How do you do this?  Easy.  Ask yourself how your character feels as they observe the world around them, or what you want your reader to feel as they look in on the world you’ve created.  Are the clouds overhead ominous or uplifting?  Is the car a deathtrap or a thing of beauty?  Does the dog’s hair stand on end while its lips curl back, or are his ears perked and his tail wagging?

Legolas and Gimli by John Howe

Legolas and Gimli by John Howe

Plot:  You know the little in-between plot points were your character cleans the house, goes grocery shopping, travels from point A to point B, and does their laundry?  We all know they have to do these things.  Even if you’re writing a futuristic story, there’s always laundry to do.  Maybe you cover a few non-important days in their life by listing out all the mundane things that they did.  Or maybe you tell us how their friends were late to see a movie, or their car needed to a wash.  These scenes should be filled with emotion or cut.  Noting is more annoying to a read than a pointless list of events….especially if it looks a lot like their own To Do list.

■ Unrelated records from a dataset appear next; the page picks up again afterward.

extern crate tempfile;
extern crate wordgraph;

use std::collections::BTreeSet;
use std::fs;
use std::path::Path;
use std::sync::Arc;
use tempfile::TempDir;
use wordgraph::aggregate::read_graph_edges;
use wordgraph::config::Settings;
use wordgraph::errors::{Error, Result};
use wordgraph::layout::Layout;
use wordgraph::merger::GlobalDictionary;
use wordgraph::pipeline::Pipeline;
use wordgraph::source::{SentenceSource, Sentences};

fn settings(process_num: usize, min_count: u64) -> Settings {
    let mut s = Settings::default();
    s.process_num = process_num;
    s.max_window_size = 2;
    s.min_count = min_count;
    s.max_vocab_size = 10;
    s.safe_files_number_per_processor = 4;
    s.filters.remove_stop_words = false;
    s
}

fn cat_and_dog() -> TempDir {
    let data = TempDir::new().unwrap();
    fs::write(data.path().join("a.txt"), "the cat sat\n").unwrap();
    fs::write(data.path().join("b.txt"), "the dog sat\n").unwrap();
    data
}

/// Edges of one window size as (word, word, count), words of a pair in alphabetical order
fn word_edges(layout: &Layout, window: usize) -> BTreeSet<(String, String, u64)> {
    let dict = GlobalDictionary::load(layout.merged_dict()).unwrap();
    read_graph_edges(layout.graph_edges(window)).unwrap()
        .into_iter()
        .map(|(a, b, count)| {
            let (x, y) = (dict.word(a).unwrap().to_string(), dict.word(b).unwrap().to_string());
            if x < y { (x, y, count) } else { (y, x, count) }
        })
        .collect()
}

fn edge(a: &str, b: &str, count: u64) -> (String, String, u64) {
    (a.to_string(), b.to_string(), count)
}

#[test]
fn cat_and_dog_graph() {
    let data = cat_and_dog();
    let out = TempDir::new().unwrap();
    let pipeline = Pipeline::new(settings(2, 1), out.path()).unwrap();
    let report = pipeline.run_all(data.path(), false).unwrap();
    assert_eq!(report.vocabulary, 4);
    assert_eq!(report.edges, vec![4, 5]);

    let layout = pipeline.layout();
    let dict = GlobalDictionary::load(layout.merged_dict()).unwrap();
    let vocabulary: Vec<(&str, u64)> = (0..4)
        .map(|id| (dict.word(id).unwrap(), dict.count(id).unwrap()))
        .collect();
    assert_eq!(vocabulary, vec![("sat", 2), ("the", 2), ("cat", 1), ("dog", 1)]);

    let window1: BTreeSet<_> = vec![
        edge("cat", "sat", 1), edge("cat", "the", 1), edge("dog", "sat", 1), edge("dog", "the", 1),
    ].into_iter().collect();
    assert_eq!(word_edges(layout, 1), window1);
    let mut window2 = window1;
    window2.insert(edge("sat", "the", 2));
    assert_eq!(word_edges(layout, 2), window2);

    assert_eq!(fs::read_to_string(layout.filtered_vocabulary()).unwrap(),
        "0\t2\tsat\n1\t2\tthe\n2\t1\tcat\n3\t1\tdog\n");
}

#[test]
fn min_count_filters_words_out_of_every_edge() {
    let data = cat_and_dog();
    let out = TempDir::new().unwrap();
    let pipeline = Pipeline::new(settings(2, 2), out.path()).unwrap();
    let report = pipeline.run_all(data.path(), false).unwrap();
    assert_eq!(report.vocabulary, 2);
    assert!(word_edges(pipeline.layout(), 1).is_empty());
    assert_eq!(word_edges(pipeline.layout(), 2),
        vec![edge("sat", "the", 2)].into_iter().collect());
}

/// A few hundred sentences over a small vocabulary, always the same
fn synthetic_corpus(dir: &Path) {
    let words = ["alpha", "beta", "gamma", "delta", "epsilon", "zeta", "eta", "theta", "iota",
        "kappa", "lambda", "mu", "nu", "xi", "omicron", "pi", "rho", "sigma", "tau", "upsilon"];
    let mut state: u64 = 12345;
    let mut next = move |n: usize| {
        state = state.wrapping_mul(6364136223846793005).wrapping_add(1442695040888963407);
        ((state >> 33) as usize) % n
    };
    for f in 0..7 {
        let mut text = String::new();
        for _ in 0..40 {
            let len = next(9);
            let sentence: Vec<&str> = (0..len).map(|_| words[next(words.len()) % (5 + f * 2)]).collect();
            text.push_str(&sentence.join(" "));
            text.push('\n');
        }
        fs::write(dir.join(format!("doc{}.txt", f)), text).unwrap();
    }
}

fn graph_bytes(layout: &Layout, windows: usize) -> Vec<Vec<u8>> {
    let mut files: Vec<Vec<u8>> = (1..=windows).map(|w| fs::read(layout.graph_edges(w)).unwrap()).collect();
    files.push(fs::read(layout.merged_dict()).unwrap());
    files.push(fs::read(layout.filtered_vocabulary()).unwrap());
    files
}

#[test]
fn worker_count_does_not_change_the_graph() {
    let data = TempDir::new().unwrap();
    synthetic_corpus(data.path());
    let mut outputs = vec![];
    for &workers in &[1, 3, 8] {
        let out = TempDir::new().unwrap();
        let mut s = settings(workers, 3);
        s.max_window_size = 4;
        s.max_vocab_size = 12;
        s.safe_files_number_per_processor = 3;
        s.flush_pairs = 10;
        let pipeline = Pipeline::new(s, out.path()).unwrap();
        pipeline.run_all(data.path(), false).unwrap();
        outputs.push(graph_bytes(pipeline.layout(), 4));
    }
    assert!(!outputs[0][3].is_empty());
    assert_eq!(outputs[0], outputs[1]);
    assert_eq!(outputs[0], outputs[2]);
}

#[test]
fn graph_obeys_the_filters_and_the_windows() {
    let data = TempDir::new().unwrap();
    synthetic_corpus(data.path());
    let out = TempDir::new().unwrap();
    let mut s = settings(3, 4);
    s.max_vocab_size = 9;
    let pipeline = Pipeline::new(s, out.path()).unwrap();
    pipeline.run_all(data.path(), false).unwrap();
    let layout = pipeline.layout();
    let dict = GlobalDictionary::load(layout.merged_dict()).unwrap();

    let window1 = read_graph_edges(layout.graph_edges(1)).unwrap();
    let window2 = read_graph_edges(layout.graph_edges(2)).unwrap();
    assert!(!window2.is_empty());
    for &(a, b, count) in &window2 {
        assert!(a < b, "self pairs and unordered pairs never appear");
        assert!(b < 9, "rank within max_vocab_size");
        assert!(dict.count(a).unwrap() >= 4 && dict.count(b).unwrap() >= 4);
        assert!(count >= 1);
    }
    // A wider window only ever adds pairs and counts
    for &(a, b, count) in &window1 {
        let wider = window2.iter().find(|&&(x, y, _)| x == a && y == b).unwrap();
        assert!(wider.2 >= count);
    }
}

#[test]
fn windows_stop_at_sentence_ends() {
    let data = TempDir::new().unwrap();
    fs::write(data.path().join("a.txt"), "red green\nblue yellow\nred\n").unwrap();
    let out = TempDir::new().unwrap();
    let mut s = settings(1, 1);
    s.max_window_size = 5;
    let pipeline = Pipeline::new(s, out.path()).unwrap();
    pipeline.run_all(data.path(), false).unwrap();
    assert_eq!(word_edges(pipeline.layout(), 5),
        vec![edge("green", "red", 1), edge("blue", "yellow", 1)].into_iter().collect());
}

#[test]
fn rerunning_the_aggregation_is_idempotent() {
    let data = TempDir::new().unwrap();
    synthetic_corpus(data.path());
    let out = TempDir::new().unwrap();
    let pipeline = Pipeline::new(settings(2, 1), out.path()).unwrap();
    let first = pipeline.run_all(data.path(), false).unwrap();
    let before = graph_bytes(pipeline.layout(), 2);
    let second = pipeline.word_pairs_processing().unwrap();
    assert_eq!(first, second);
    assert_eq!(before, graph_bytes(pipeline.layout(), 2));
}

#[test]
fn sub_commands_resume_from_earlier_output() {
    let data = cat_and_dog();
    let out = TempDir::new().unwrap();
    Pipeline::new(settings(2, 1), out.path()).unwrap().word_processing(data.path()).unwrap();
    // A later phase may run with a different worker count
    let later = Pipeline::new(settings(1, 1), out.path()).unwrap();
    later.sentence_processing().unwrap();
    let report = later.word_pairs_processing().unwrap();
    assert_eq!(report.edges, vec![4, 5]);
}

#[test]
fn phases_out_of_order_say_what_is_missing() {
    let out = TempDir::new().unwrap();
    let pipeline = Pipeline::new(settings(1, 1), out.path()).unwrap();
    match pipeline.word_pairs_processing() {
        Err(Error::Phase(phase, inner)) => {
            assert_eq!(phase, "word pairs processing");
            match *inner {
                Error::MissingFile(..) => {}
                ref other => panic!("unexpected inner error {}", other),
            }
        }
        other => panic!("expected a phase error, got {:?}", other),
    }
}

#[test]
fn unreadable_files_are_skipped() {
    let data = cat_and_dog();
    fs::write(data.path().join("c.txt"), &[0x74, 0x68, 0xff, 0xfe, 0x0a]).unwrap();
    fs::create_dir(data.path().join("subdir")).unwrap();
    let out = TempDir::new().unwrap();
    let pipeline = Pipeline::new(settings(3, 1), out.path()).unwrap();
    let (dict, _) = pipeline.word_processing(data.path()).unwrap();
    assert_eq!(dict.len(), 4);
}

#[test]
fn json_corpus_collects_unique_nodes() {
    let data = TempDir::new().unwrap();
    fs::write(data.path().join("a.json"),
        r#"{"maintext": "The cat sat. The dog sat.", "author": "author1"}"#).unwrap();
    fs::write(data.path().join("b.json"),
        r#"[{"maintext": "A bird flew.", "author": "author1"},
            {"maintext": "The fish swam.", "author": "author2"}]"#).unwrap();
    fs::write(data.path().join("c.json"), r#"{"maintext": "", "author": "author1"}"#).unwrap();
    let out = TempDir::new().unwrap();
    let mut s = settings(3, 1);
    s.file_parser = "json".into();
    s.node_attribute = Some("author".into());
    let pipeline = Pipeline::new(s, out.path()).unwrap();
    pipeline.run_all(data.path(), true).unwrap();

    let mut nodes: Vec<String> = fs::read_to_string(out.path().join("nodes_author.txt")).unwrap()
        .lines().map(str::to_string).collect();
    nodes.sort();
    assert_eq!(nodes, vec!["author1", "author2"]);
    assert!(word_edges(pipeline.layout(), 1).contains(&edge("cat", "the", 1)));
    // --clean removed the shards
    assert_eq!(fs::read_dir(pipeline.layout().edges()).unwrap().count(), 1);
}

#[test]
fn library_hooks_replace_parser_and_words() {
    let data = TempDir::new().unwrap();
    fs::write(data.path().join("a.csv"), "x;the cat sat\ny;the dog sat\n").unwrap();
    let out = TempDir::new().unwrap();
    let source = SentenceSource::defined(|path: &Path| {
        let text = fs::read_to_string(path).map_err(Error::from)?;
        let sentences: Vec<Result<String>> = text.lines()
            .filter_map(|l| l.splitn(2, ';').nth(1).map(|s| Ok(s.to_string())))
            .collect();
        Ok(Box::new(sentences.into_iter()) as Sentences<'static>)
    });
    let pipeline = Pipeline::new(settings(1, 1), out.path()).unwrap()
        .with_source(source)
        .with_word_transformer(Arc::new(|w: &str| w.to_uppercase()));
    pipeline.run_all(data.path(), false).unwrap();
    assert!(word_edges(pipeline.layout(), 2).contains(&edge("SAT", "THE", 2)));
}

#[test]
fn bad_settings_fail_before_any_phase() {
    let out = TempDir::new().unwrap();
    let mut s = settings(1, 1);
    s.file_parser = "docx".into();
    assert!(Pipeline::new(s, out.path()).is_err());
    let mut s = settings(1, 1);
    s.lang = "tlh".into();
    assert!(Pipeline::new(s, out.path()).is_err());
    assert!(!out.path().join("dicts_and_encoded_texts").exists());
}

fn two_corpora() -> (TempDir, TempDir) {
    let first = TempDir::new().unwrap();
    fs::write(first.path().join("a.txt"), "apple banana\n").unwrap();
    let second = TempDir::new().unwrap();
    fs::write(second.path().join("b.txt"), "cherry date\nelder fig\n").unwrap();
    (first, second)
}

fn inner_error(result: Result<wordgraph::aggregate::AggregateReport>) -> Error {
    match result {
        Err(Error::Phase(_, inner)) => *inner,
        other => panic!("expected a phase error, got {:?}", other),
    }
}

#[test]
fn new_vocabulary_discards_old_shards_and_graphs() {
    let (first, second) = two_corpora();
    let out = TempDir::new().unwrap();
    let pipeline = Pipeline::new(settings(1, 1), out.path()).unwrap();
    pipeline.run_all(first.path(), false).unwrap();
    pipeline.word_processing(second.path()).unwrap();

    assert!(!pipeline.layout().graph_edges(1).exists());
    match inner_error(pipeline.word_pairs_processing()) {
        Error::MissingFile(..) => {}
        other => panic!("unexpected inner error {}", other),
    }
    pipeline.sentence_processing().unwrap();
    pipeline.word_pairs_processing().unwrap();
    assert_eq!(word_edges(pipeline.layout(), 1),
        vec![edge("cherry", "date", 1), edge("elder", "fig", 1)].into_iter().collect());
}

#[test]
fn shards_of_another_dictionary_are_rejected() {
    let (first, second) = two_corpora();
    let out = TempDir::new().unwrap();
    let elsewhere = TempDir::new().unwrap();
    let pipeline = Pipeline::new(settings(1, 1), out.path()).unwrap();
    pipeline.run_all(first.path(), false).unwrap();
    Pipeline::new(settings(1, 1), elsewhere.path()).unwrap().word_processing(second.path()).unwrap();
    let replaced = Layout::new(elsewhere.path()).merged_dict();
    fs::copy(replaced, pipeline.layout().merged_dict()).unwrap();

    match inner_error(pipeline.word_pairs_processing()) {
        Error::MergeInconsistency(info) => assert!(info.contains("sentenceprocessing")),
        other => panic!("unexpected inner error {}", other),
    }
}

If your character is doing laundry, how do they feel?  Happy, content, defeated, frustrated?  Maybe the laundry time is just an excuse for the character to think, giving us needed insight into their mind.  Don’t tell me they did the laundry, give me a point for the laundry that drives the story forward.  If you need to tell your reader several days had passed were nothing happened, then just tell them.  Don’t give them a list of all the mundane things done.

Back to Lord of the Rings, no one thinks that Aragon didn’t shower and wash his clothes ever.  We all know he did at one point in time or another, but Tolkien never tells us this.  Why?  Well, it wouldn’t fit in the story.  It wouldn’t drive the story forward.  It would bog us down.  He does tell us about making campfires and eating.  Now eating is pretty normal, but Tolkien uses food and pipes to show us the comfort of home, or the lack of comfort.  The lack of pipeweed on the journey to Mordor is used to show us how out of their element the Hobbits are, and how far from civilization they are.  Tolkien doesn’t give us a list of Sam’s backpack contents.  He uses those contents to drive the story forward or to help us look back at crucial moments.

How do you combat useless plot points, or lists?  Easy!  Ask yourself if the reader is learning anything about the character based upon what is going on.  Is this scene driving the plot forward?  If yes, than draw out the emotion of the scene.  Develop it.  If no, cut it!  If you aren’t sure, see if it can be used.  Ask yourself how your character feels as things slow down a bit and work that angle of the story.  Make sure there’s a point.

Waste nothing.  Every moment, breath, scene, paragraph, and word counts.  They’re all important.  Look for clues.  The longer you write, the more books or articles you get under your belt, the more familiar with your own strengths and weaknesses you will become.  You will find words that clue you in that a scene needs to be developed.  It becomes your personal short hand.  When the words are flowing let them flow.  Then go back and add, develop, and cut, as you need.

And for goodness sake, if you haven’t read Lord of the Rings, go do it!